EwaMaria

EwaMaria123716

Hiraeth.

Le vittime di violenza psicologica, fisica, morale: perché le persone si schierano con il carnefice e allontanano la vittima?

Noto spesso che le vittime non suscitano grandi simpatie, tutt'altro, suscitano le antipatie, il rifiuto. Le persone tendono a schierarsi dalla parte del carnefice, ma perché?

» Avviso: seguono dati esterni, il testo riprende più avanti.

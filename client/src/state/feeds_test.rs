use super::*;

fn feed(id: &str, name: &str) -> Feed {
    Feed {
        id: id.to_owned(),
        name: name.to_owned(),
        url: format!("https://{id}.example/rss"),
        description: String::new(),
        updated_at: String::new(),
    }
}

fn loaded_state() -> FeedsState {
    let mut state = FeedsState { loading: true, ..FeedsState::default() };
    state.load(
        vec![feed("f1", "Tech"), feed("f2", "News")],
        vec![FollowedFeed { feed_id: "f1".to_owned() }],
    );
    state
}

// =============================================================
// Loading and membership merge
// =============================================================

#[test]
fn load_merges_follow_records_by_feed_id() {
    let state = loaded_state();
    assert!(!state.loading);
    assert_eq!(state.feeds.len(), 2);
    assert!(state.is_followed("f1"));
    assert!(!state.is_followed("f2"));
}

#[test]
fn directory_shows_both_feeds_with_only_f1_marked_following() {
    let state = loaded_state();
    let visible = state.visible();
    assert_eq!(visible.len(), 2);
    let marked: Vec<bool> = visible.iter().map(|f| state.is_followed(&f.id)).collect();
    assert_eq!(marked, vec![true, false]);
}

// =============================================================
// Filters
// =============================================================

#[test]
fn followed_filter_shows_only_f1() {
    let mut state = loaded_state();
    state.filter = FeedFilter::Followed;
    let visible = state.visible();
    assert_eq!(visible.len(), 1);
    assert_eq!(visible[0].id, "f1");
}

#[test]
fn search_is_case_insensitive_on_feed_name() {
    let mut state = loaded_state();
    state.search = "tech".to_owned();
    let visible = state.visible();
    assert_eq!(visible.len(), 1);
    assert_eq!(visible[0].name, "Tech");
}

// =============================================================
// Optimistic follow reducer
// =============================================================

#[test]
fn toggling_unfollowed_feed_adds_before_confirmation() {
    let mut state = loaded_state();
    let action = state.toggle_follow("f2");
    assert_eq!(action, FollowAction::Followed("f2".to_owned()));
    assert!(state.is_followed("f2"));
}

#[test]
fn toggling_followed_feed_removes_before_confirmation() {
    let mut state = loaded_state();
    let action = state.toggle_follow("f1");
    assert_eq!(action, FollowAction::Unfollowed("f1".to_owned()));
    assert!(!state.is_followed("f1"));
}

#[test]
fn rollback_restores_membership_after_failed_follow() {
    let mut state = loaded_state();
    let action = state.toggle_follow("f2");
    state.rollback(&action);
    assert!(!state.is_followed("f2"));
}

#[test]
fn rollback_restores_membership_after_failed_unfollow() {
    let mut state = loaded_state();
    let action = state.toggle_follow("f1");
    state.rollback(&action);
    assert!(state.is_followed("f1"));
}

#[test]
fn created_feed_is_appended_and_marked_followed() {
    let mut state = loaded_state();
    state.add_feed(feed("f3", "Blogs"));
    assert_eq!(state.feeds.len(), 3);
    assert!(state.is_followed("f3"));
}

// =============================================================
// Dashboard helpers
// =============================================================

#[test]
fn followed_only_keeps_directory_order() {
    let state = loaded_state();
    let mine = followed_only(&state.feeds, &state.followed);
    assert_eq!(mine.len(), 1);
    assert_eq!(mine[0].id, "f1");
}

#[test]
fn posts_for_filters_by_followed_feed_membership() {
    let state = loaded_state();
    let posts = vec![
        Post {
            id: "p1".to_owned(),
            title: "a".to_owned(),
            url: String::new(),
            description: String::new(),
            feed_id: "f1".to_owned(),
            published_at: String::new(),
        },
        Post {
            id: "p2".to_owned(),
            title: "b".to_owned(),
            url: String::new(),
            description: String::new(),
            feed_id: "f2".to_owned(),
            published_at: String::new(),
        },
    ];
    let mine = posts_for(&posts, &state.followed);
    assert_eq!(mine.len(), 1);
    assert_eq!(mine[0].id, "p1");
}

#[test]
fn recently_updated_sorts_descending_and_truncates() {
    let mut older = feed("f1", "Tech");
    older.updated_at = "2026-08-01T00:00:00Z".to_owned();
    let mut newer = feed("f2", "News");
    newer.updated_at = "2026-08-20T00:00:00Z".to_owned();
    let mut newest = feed("f3", "Blogs");
    newest.updated_at = "2026-08-30T00:00:00Z".to_owned();

    let top = recently_updated(&[older, newer, newest], 2);
    assert_eq!(top.len(), 2);
    assert_eq!(top[0].id, "f3");
    assert_eq!(top[1].id, "f2");
}
//! Feed directory page with search, follow filter, and optimistic
//! follow/unfollow.
//!
//! DESIGN
//! ======
//! Follow toggles mutate state before the network round-trip. The reducer
//! returns the applied action; if the request then fails, the same action is
//! rolled back and a notification explains what happened. The card never
//! shows a spinner for a toggle.

use leptos::prelude::*;

use crate::components::feed_card::FeedCard;
use crate::components::navbar::Navbar;
use crate::components::notice_stack::notify;
use crate::state::feeds::{FeedFilter, FeedsState};
use crate::state::ui::{NoticeLevel, UiState};

#[cfg(feature = "hydrate")]
use crate::state::feeds::FollowAction;

#[component]
pub fn FeedsPage() -> impl IntoView {
    let ui = expect_context::<RwSignal<UiState>>();
    let feeds = RwSignal::new(FeedsState::default());

    let fetched = RwSignal::new(false);
    Effect::new(move || {
        if fetched.get() || crate::session::get().is_none() {
            return;
        }
        fetched.set(true);
        feeds.update(|s| s.loading = true);

        #[cfg(feature = "hydrate")]
        leptos::task::spawn_local(async move {
            let loaded = futures::future::try_join(
                crate::net::api::fetch_feeds(),
                crate::net::api::fetch_follows(),
            )
            .await;
            match loaded {
                Ok((all, follows)) => feeds.update(|s| s.load(all, follows)),
                Err(e) => {
                    feeds.update(|s| s.loading = false);
                    notify(ui, NoticeLevel::Error, format!("Feeds load failed: {e}"));
                }
            }
        });
        #[cfg(not(feature = "hydrate"))]
        let _ = ui;
    });

    let on_toggle = Callback::new(move |feed_id: String| {
        let mut applied = None;
        feeds.update(|s| applied = Some(s.toggle_follow(&feed_id)));
        let Some(action) = applied else {
            return;
        };

        #[cfg(feature = "hydrate")]
        leptos::task::spawn_local(async move {
            let result = match &action {
                FollowAction::Followed(id) => crate::net::api::follow(id).await,
                FollowAction::Unfollowed(id) => crate::net::api::unfollow(id).await,
            };
            if let Err(e) = result {
                feeds.update(|s| s.rollback(&action));
                notify(ui, NoticeLevel::Error, format!("Follow update failed: {e}"));
            }
        });
        #[cfg(not(feature = "hydrate"))]
        let _ = action;
    });

    // Add-feed dialog state.
    let show_add = RwSignal::new(false);
    let on_add = move |_| show_add.set(true);
    let on_add_cancel = Callback::new(move |()| show_add.set(false));

    let filter_class = move |which: FeedFilter| {
        if feeds.get().filter == which {
            "btn feeds-page__filter feeds-page__filter--active"
        } else {
            "btn feeds-page__filter"
        }
    };

    view! {
        <div class="feeds-page">
            <Navbar/>
            <main class="feeds-page__body">
                <header class="feeds-page__header">
                    <h1>"Feed Directory"</h1>
                    <button class="btn btn--primary" on:click=on_add>
                        "+ Add Feed"
                    </button>
                </header>
                <div class="feeds-page__controls">
                    <input
                        class="feeds-page__search"
                        type="search"
                        placeholder="Search feeds..."
                        prop:value=move || feeds.get().search
                        on:input=move |ev| {
                            feeds.update(|s| s.search = event_target_value(&ev));
                        }
                    />
                    <button
                        class=move || filter_class(FeedFilter::All)
                        on:click=move |_| feeds.update(|s| s.filter = FeedFilter::All)
                    >
                        "All"
                    </button>
                    <button
                        class=move || filter_class(FeedFilter::Followed)
                        on:click=move |_| feeds.update(|s| s.filter = FeedFilter::Followed)
                    >
                        "Following"
                    </button>
                </div>
                <Show
                    when=move || !feeds.get().loading
                    fallback=move || view! { <p>"Loading feeds..."</p> }
                >
                    <Show
                        when=move || !feeds.get().visible().is_empty()
                        fallback=move || view! { <p class="feeds-page__empty">"No feeds match."</p> }
                    >
                        <div class="feeds-page__grid">
                            {move || {
                                let state = feeds.get();
                                state
                                    .visible()
                                    .into_iter()
                                    .map(|feed| {
                                        let following = state.is_followed(&feed.id);
                                        view! {
                                            <FeedCard feed=feed following=following on_toggle=on_toggle/>
                                        }
                                    })
                                    .collect::<Vec<_>>()
                            }}
                        </div>
                    </Show>
                </Show>
                <Show when=move || show_add.get()>
                    <AddFeedDialog feeds=feeds on_cancel=on_add_cancel/>
                </Show>
            </main>
        </div>
    }
}

/// Modal dialog for registering a new feed by name and URL.
#[component]
fn AddFeedDialog(feeds: RwSignal<FeedsState>, on_cancel: Callback<()>) -> impl IntoView {
    let ui = expect_context::<RwSignal<UiState>>();
    let name = RwSignal::new(String::new());
    let url = RwSignal::new(String::new());

    let submit = Callback::new(move |()| {
        let name_value = name.get().trim().to_owned();
        let url_value = url.get().trim().to_owned();
        if name_value.is_empty() || url_value.is_empty() {
            notify(ui, NoticeLevel::Info, "Enter both a name and a URL.");
            return;
        }

        #[cfg(feature = "hydrate")]
        leptos::task::spawn_local(async move {
            match crate::net::api::create_feed(&name_value, &url_value).await {
                Ok(feed) => {
                    let feed_name = feed.name.clone();
                    feeds.update(|s| s.add_feed(feed));
                    notify(ui, NoticeLevel::Success, format!("Added {feed_name}"));
                }
                Err(e) => notify(ui, NoticeLevel::Error, format!("Add feed failed: {e}")),
            }
        });
        #[cfg(not(feature = "hydrate"))]
        let _ = (name_value, url_value, feeds);
        on_cancel.run(());
    });

    view! {
        <div class="dialog-backdrop" on:click=move |_| on_cancel.run(())>
            <div class="dialog" on:click=move |ev| ev.stop_propagation()>
                <h2>"Add Feed"</h2>
                <label class="dialog__label">
                    "Name"
                    <input
                        class="dialog__input"
                        type="text"
                        prop:value=move || name.get()
                        on:input=move |ev| name.set(event_target_value(&ev))
                    />
                </label>
                <label class="dialog__label">
                    "URL"
                    <input
                        class="dialog__input"
                        type="url"
                        placeholder="https://example.com/rss"
                        prop:value=move || url.get()
                        on:input=move |ev| url.set(event_target_value(&ev))
                        on:keydown=move |ev: leptos::ev::KeyboardEvent| {
                            if ev.key() == "Enter" {
                                ev.prevent_default();
                                submit.run(());
                            }
                        }
                    />
                </label>
                <div class="dialog__actions">
                    <button class="btn" on:click=move |_| on_cancel.run(())>
                        "Cancel"
                    </button>
                    <button class="btn btn--primary" on:click=move |_| submit.run(())>
                        "Add"
                    </button>
                </div>
            </div>
        </div>
    }
}
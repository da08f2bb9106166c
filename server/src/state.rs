//! Shared application state.
//!
//! DESIGN
//! ======
//! `AppState` is injected into Axum handlers via the `State` extractor. It
//! holds the loaded configuration and one shared `reqwest` client so
//! credential validation reuses backend connections.

use crate::config::AppConfig;

#[cfg(test)]
#[path = "state_test.rs"]
mod state_test;

#[derive(Clone)]
pub struct AppState {
    pub config: AppConfig,
    pub http: reqwest::Client,
}

impl AppState {
    #[must_use]
    pub fn new(config: AppConfig) -> Self {
        Self { config, http: reqwest::Client::new() }
    }
}
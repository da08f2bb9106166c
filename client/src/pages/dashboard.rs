//! Dashboard page with account stats and recently updated feeds.
//!
//! SYSTEM CONTEXT
//! ==============
//! This is the authenticated landing route. It loads feeds, follows, and
//! posts in parallel; if any one fetch fails the whole load reports a single
//! error instead of rendering partial numbers.

use leptos::prelude::*;

use crate::components::navbar::Navbar;
use crate::state::ui::UiState;
use crate::util::relative_time::format_updated;

#[cfg(feature = "hydrate")]
use crate::components::notice_stack::notify;
#[cfg(feature = "hydrate")]
use crate::state::feeds::{followed_only, posts_for, recently_updated};
#[cfg(feature = "hydrate")]
use crate::state::ui::NoticeLevel;

/// How many feeds the "Recently Updated" panel shows.
const RECENT_LIMIT: usize = 3;

#[component]
pub fn DashboardPage() -> impl IntoView {
    let ui = expect_context::<RwSignal<UiState>>();

    let feed_count = RwSignal::new(0usize);
    let following_count = RwSignal::new(0usize);
    let saved_count = RwSignal::new(0usize);
    let recent = RwSignal::new(Vec::<models::Feed>::new());
    let loading = RwSignal::new(true);

    let fetched = RwSignal::new(false);
    Effect::new(move || {
        if fetched.get() || crate::session::get().is_none() {
            return;
        }
        fetched.set(true);

        #[cfg(feature = "hydrate")]
        leptos::task::spawn_local(async move {
            let loaded = futures::future::try_join3(
                crate::net::api::fetch_feeds(),
                crate::net::api::fetch_follows(),
                crate::net::api::fetch_posts(),
            )
            .await;
            match loaded {
                Ok((feeds, follows, posts)) => {
                    let followed = follows
                        .into_iter()
                        .map(|f| f.feed_id)
                        .collect::<std::collections::HashSet<_>>();
                    feed_count.set(feeds.len());
                    following_count.set(followed_only(&feeds, &followed).len());
                    saved_count.set(posts_for(&posts, &followed).len());
                    recent.set(recently_updated(&feeds, RECENT_LIMIT));
                }
                Err(e) => notify(ui, NoticeLevel::Error, format!("Dashboard load failed: {e}")),
            }
            loading.set(false);
        });
        #[cfg(not(feature = "hydrate"))]
        let _ = (ui, loading);
    });

    view! {
        <div class="dashboard-page">
            <Navbar/>
            <main class="dashboard-page__body">
                <h1>"Dashboard"</h1>
                <Show
                    when=move || !loading.get()
                    fallback=move || view! { <p>"Loading..."</p> }
                >
                    <div class="stat-cards">
                        <a class="stat-card" href="/feeds">
                            <span class="stat-card__value">{move || feed_count.get()}</span>
                            <span class="stat-card__label">"Feeds in directory"</span>
                        </a>
                        <a class="stat-card" href="/feeds">
                            <span class="stat-card__value">{move || following_count.get()}</span>
                            <span class="stat-card__label">"Following"</span>
                        </a>
                        <a class="stat-card" href="/posts">
                            <span class="stat-card__value">{move || saved_count.get()}</span>
                            <span class="stat-card__label">"Saved posts"</span>
                        </a>
                    </div>
                    <section class="dashboard-page__recent">
                        <h2>"Recently Updated"</h2>
                        <Show
                            when=move || !recent.get().is_empty()
                            fallback=move || view! { <p>"No feeds yet. Visit the directory to follow some."</p> }
                        >
                            <ul class="recent-list">
                                {move || {
                                    recent
                                        .get()
                                        .into_iter()
                                        .map(|feed| {
                                            view! {
                                                <li class="recent-list__item">
                                                    <a href=feed.url.clone() target="_blank" rel="noopener noreferrer">
                                                        {feed.name.clone()}
                                                    </a>
                                                    <span class="recent-list__when">
                                                        {format_updated(&feed.updated_at)}
                                                    </span>
                                                </li>
                                            }
                                        })
                                        .collect::<Vec<_>>()
                                }}
                            </ul>
                        </Show>
                    </section>
                </Show>
            </main>
        </div>
    }
}
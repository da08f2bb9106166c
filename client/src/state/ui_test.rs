use super::*;

#[test]
fn push_assigns_increasing_ids() {
    let mut state = UiState::default();
    let first = state.push(NoticeLevel::Info, "one");
    let second = state.push(NoticeLevel::Error, "two");
    assert!(second > first);
    assert_eq!(state.notices.len(), 2);
}

#[test]
fn dismiss_removes_only_the_target_notice() {
    let mut state = UiState::default();
    let first = state.push(NoticeLevel::Success, "kept");
    let second = state.push(NoticeLevel::Error, "dropped");
    state.dismiss(second);
    assert_eq!(state.notices.len(), 1);
    assert_eq!(state.notices[0].id, first);
}

#[test]
fn dismiss_of_unknown_id_is_a_no_op() {
    let mut state = UiState::default();
    state.push(NoticeLevel::Info, "kept");
    state.dismiss(99);
    assert_eq!(state.notices.len(), 1);
}

#[test]
fn levels_map_to_css_classes() {
    assert_eq!(NoticeLevel::Info.css_class(), "info");
    assert_eq!(NoticeLevel::Success.css_class(), "success");
    assert_eq!(NoticeLevel::Error.css_class(), "error");
}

Avete notato questo fenomeno sociale? qual è la spiegazione psicologica e sociologica?

 23/05/2016 18:45:05
utente anonimo
Aggiungi il tuo commento
103 commenti
donatella

donatella207323

ex traghettatrice di Quaggers

Ciao cara. Sai che proprio oggi riflettevo su questo argomento? Hai ragione, l'ho notato anche io e ho pensato che forse dipende dal fatto che il carnefice viene considerato una persona forte e intelligente, in grado di dominare, manipolare, far soffrire (non solo fisicamente) la sua vittima, che si trasforma automaticamente in un essere stupido, debole, incapace di reagire. Credo che tante persone, se potessero farlo, sceglierebbero la parte del cattivo, con la convinzione che provocare sofferenza agli altri sia sintomo di potere, fascino, onnipotenza. Quindi, chi è violento è forte, sicuro di sé, mentre la vittima è una lagna, si lamenta, è priva di carattere, non reagisce, se la va a cercare. C'è anche chi riesce a dire che gli stupratori sono da capire. Poveretti, non resistono perché le donne si vestono in maniera provocante...   


 23/05/2016 19:19:11

donatella, abbiamo risposto in contemporanea... Ciao

 23/05/2016 19:21:25
donatella

donatella207323

ex traghettatrice di Quaggers

in risposta a ↑

Oliol, eh sì, tempismo perfetto.   

 23/05/2016 19:22:50
EwaMaria

EwaMaria123716

Hiraeth.

donatella, grazie. Il tema del carnefice/forte=giusto, vittima=sbagliato credo che sia la misura della civiltà di una società.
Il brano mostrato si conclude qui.